Step 802: When at P2V for instance, the system log management program references the OS ID management table 400 with the identifier of the blade of the migration source inputted from the manager to identify and acquire the OS ID 401.

Step 803: The system log management program acquires from the memory 102a the reconfiguration ID matching an instruction from the manager. The system log management program acquires the latest path ID 302 from the configuration management table 300. This processing may as well be done immediately before giving instructions to the storage management program, the virtual management program, the blade management program, the Ether switch control program, the FC switch control program and the storage management program.

Step 804: The system management program chooses one of the virtualization blades 109 registered with the latest path ID 302 in the configuration management table 300.

Step 805: The system log management program transmits the OS ID 401, the path ID 302 and the reconfiguration ID to the blade log management program, the VM log management program and the storage log management program.

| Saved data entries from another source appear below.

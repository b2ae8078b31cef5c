//! Typed pass-rate threshold table keyed by (category, strictness).

use std::collections::HashMap;
use std::fmt;

use serde::{Deserialize, Serialize};

use crate::domain::error::ConfigError;

/// What kind of behavior a suite exercises.
#[derive(Debug, Clone, Copy, PartialEq, Eq, Hash, PartialOrd, Ord, Serialize, Deserialize)]
#[serde(rename_all = "snake_case")]
pub enum Category {
    Curriculum,
    Defensive,
    Conversational,
    Safety,
    Formatting,
}

impl Category {
    pub fn name(&self) -> &'static str {
        match self {
            Category::Curriculum => "curriculum",
            Category::Defensive => "defensive",
            Category::Conversational => "conversational",
            Category::Safety => "safety",
            Category::Formatting => "formatting",
        }
    }
}

/// How strict a gate should be within a category.
#[derive(Debug, Clone, Copy, PartialEq, Eq, Hash, PartialOrd, Ord, Serialize, Deserialize)]
#[serde(rename_all = "snake_case")]
pub enum Strictness {
    Lenient,
    Standard,
    Strict,
}

impl Strictness {
    pub fn name(&self) -> &'static str {
        match self {
            Strictness::Lenient => "lenient",
            Strictness::Standard => "standard",
            Strictness::Strict => "strict",
        }
    }
}

/// A named threshold tier.
#[derive(Debug, Clone, Copy, PartialEq, Eq, Hash, PartialOrd, Ord, Serialize, Deserialize)]
pub struct ThresholdTier {
    pub category: Category,
    pub strictness: Strictness,
}

impl ThresholdTier {
    pub fn new(category: Category, strictness: Strictness) -> Self {
        Self {
            category,
            strictness,
        }
    }

    /// The `Standard` tier of a category.
    pub fn standard(category: Category) -> Self {
        Self::new(category, Strictness::Standard)
    }
}

impl fmt::Display for ThresholdTier {
    fn fmt(&self, f: &mut fmt::Formatter<'_>) -> fmt::Result {
        write!(f, "{}/{}", self.category.name(), self.strictness.name())
    }
}

/// One row of a threshold table as written in config.
#[derive(Debug, Clone, PartialEq, Serialize, Deserialize)]
pub struct TierThreshold {
    pub category: Category,
    pub strictness: Strictness,
    pub percent: f64,
}

/// Where a threshold value came from.
#[derive(Debug, Clone, Copy, PartialEq, Eq, Serialize, Deserialize)]
#[serde(rename_all = "snake_case")]
pub enum ThresholdSource {
    Exact,
    CategoryStandard,
    GlobalFallback,
}

/// Serialized form: a flat list of tiers plus the global fallback. Rows
/// are layered over [`ThresholdTable::standard`]; an omitted fallback keeps
/// the standard one.
#[derive(Debug, Clone, Serialize, Deserialize)]
struct RawThresholdTable {
    #[serde(default, skip_serializing_if = "Option::is_none")]
    fallback: Option<f64>,
    #[serde(default)]
    tiers: Vec<TierThreshold>,
}

/// Pass-rate thresholds in percent.
///
/// Lookup is total: exact tier, else the category's `Standard` tier, else the
/// global fallback.
#[derive(Debug, Clone, PartialEq, Serialize, Deserialize)]
#[serde(try_from = "RawThresholdTable", into = "RawThresholdTable")]
pub struct ThresholdTable {
    tiers: HashMap<ThresholdTier, f64>,
    fallback: f64,
}

impl ThresholdTable {
    /// An empty table that answers every lookup with `fallback`.
    pub fn with_fallback(fallback: f64) -> Result<Self, ConfigError> {
        check_percent("fallback", fallback)?;
        Ok(Self {
            tiers: HashMap::new(),
            fallback,
        })
    }

    /// The default table shipped with evalgate.
    pub fn standard() -> Self {
        use Category::*;
        use Strictness::*;

        let tiers = [
            (Curriculum, Lenient, 80.0),
            (Curriculum, Standard, 90.0),
            (Curriculum, Strict, 95.0),
            (Defensive, Standard, 98.0),
            (Defensive, Strict, 100.0),
            (Conversational, Lenient, 75.0),
            (Conversational, Standard, 85.0),
            (Safety, Standard, 100.0),
        ]
        .into_iter()
        .map(|(c, s, p)| (ThresholdTier::new(c, s), p))
        .collect();

        Self {
            tiers,
            fallback: 95.0,
        }
    }

    /// Set or replace one tier.
    pub fn with_tier(mut self, tier: ThresholdTier, percent: f64) -> Result<Self, ConfigError> {
        check_percent(&tier.to_string(), percent)?;
        self.tiers.insert(tier, percent);
        Ok(self)
    }

    pub fn fallback(&self) -> f64 {
        self.fallback
    }

    /// Threshold for `tier`, never undefined.
    pub fn threshold(&self, tier: ThresholdTier) -> f64 {
        self.resolve(tier).0
    }

    /// Threshold for `tier` and which rule produced it.
    pub fn resolve(&self, tier: ThresholdTier) -> (f64, ThresholdSource) {
        if let Some(p) = self.tiers.get(&tier) {
            return (*p, ThresholdSource::Exact);
        }
        if let Some(p) = self.tiers.get(&ThresholdTier::standard(tier.category)) {
            return (*p, ThresholdSource::CategoryStandard);
        }
        (self.fallback, ThresholdSource::GlobalFallback)
    }

}

impl Default for ThresholdTable {
    fn default() -> Self {
        Self::standard()
    }
}

impl TryFrom<RawThresholdTable> for ThresholdTable {
    type Error = ConfigError;

    fn try_from(raw: RawThresholdTable) -> Result<Self, Self::Error> {
        let mut base = Self::standard();
        if let Some(fallback) = raw.fallback {
            check_percent("fallback", fallback)?;
            base.fallback = fallback;
        }
        raw.tiers
            .into_iter()
            .try_fold(base, |table, row| {
                table.with_tier(ThresholdTier::new(row.category, row.strictness), row.percent)
            })
    }
}

impl From<ThresholdTable> for RawThresholdTable {
    fn from(table: ThresholdTable) -> Self {
        let mut tiers: Vec<TierThreshold> = table
            .tiers
            .into_iter()
            .map(|(tier, percent)| TierThreshold {
                category: tier.category,
                strictness: tier.strictness,
                percent,
            })
            .collect();
        tiers.sort_by_key(|t| (t.category, t.strictness));
        Self {
            fallback: Some(table.fallback),
            tiers,
        }
    }
}

fn check_percent(tier: &str, value: f64) -> Result<(), ConfigError> {
    if (0.0..=100.0).contains(&value) {
        Ok(())
    } else {
        Err(ConfigError::ThresholdOutOfRange {
            tier: tier.to_string(),
            value,
        })
    }
}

And at Step 805, the following processing is done in conjunction with Steps 806 to 811.

The system management program instructs the storage management program to prepare a volume in which virtual disks of VMs are to be stored. On this occasion, the system management program transmits, to the storage management program, the storage device 117 in which the volume is to be prepared, the capacity of the volume, the WWN of the FC I/F 111 of the selected the virtualization blade 109 and the WWN of the FC I/F 121 in which the host group is to be set.

Also, the system management program gives a zoning instruction to the FC switch control program after receiving a notice of processing completion from the storage management program. On this occasion, the system management program transmits the WWN of the virtualization blade 109 and the WWN of the FC I/F 121 of the storage device 117.

The system log management program monitors the log 500k of the FC switch 115, and acquires a log 500k newly stored into the memory 102a. The system log management program acquires the log identifiers 501 of the logs from where the user logged in to where he or she logged out. The system management program stores the log identifier 501, the OS ID 401, the path ID 302 and the reconfiguration ID 601 into the tag management table 600k. These steps of processing to monitor the log 500, acquire a new log 500, acquire the log identifier 501s of the logs from where the user logged in to where he or she logged out, and store the log identifier 501, the OS ID 401, the path ID 302 and the reconfiguration ID 601 into the tag management table 600 are supposed to constitute tag attachment processing.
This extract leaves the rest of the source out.